De Jim Crow a Obama em menos de um século... É de arrepiar, não? Mas eu ainda acho que a Sra. Clinton leva as prévias democratas. Mas mesmo enxergando sob esse prisma, ele daria um forte vice-presidente. Seria uma chapa e tanto....

Maurício Santoro disse...

Salve, Patricio.

Pois é, embora falemos dos negros, os hispanos estão conquistando poder poítico muito rapidamente, de prefeituras de grandes cidades como Los Angeles a governos estaduais.

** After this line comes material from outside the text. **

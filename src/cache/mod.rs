//! Directory-scoped cache of remote trees

pub mod paths;
mod tree;

pub use tree::{ChangeSet, ChangedFile, ReconcileReport, RemovedFile, TreeCache, TreeError};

Não demora até entrarem em chapas presidenciais.

Grande Glauco,

Para frente é que se anda, apesar de às vezes a história dar a impressão de que segue a trajetória dos bêbados.

Abraços

Patrick disse...

Posso estar especulando, mas notei ao ver o Obama na CNN e no Youtube que ele, possivelmente por ter sido criado por uma mãe branca, não tem o típico sotaque do negro americano. Será que isso torna sua imagem mais palatável ao americano médio?

Maurício Santoro disse...

Patrick,

acho que tem mais a ver com o nosso esteriótipo a respeito dos sotaques dos negros americanos, com as gírias da música e do cinema. Não acho que Powell ou Condoleezza Rice falem dessa maneira, e ambos são filhos de pais e mães negras (embora os pais de Powell fossem imigrantes jamaicanos).

Abraços

Anônimo disse...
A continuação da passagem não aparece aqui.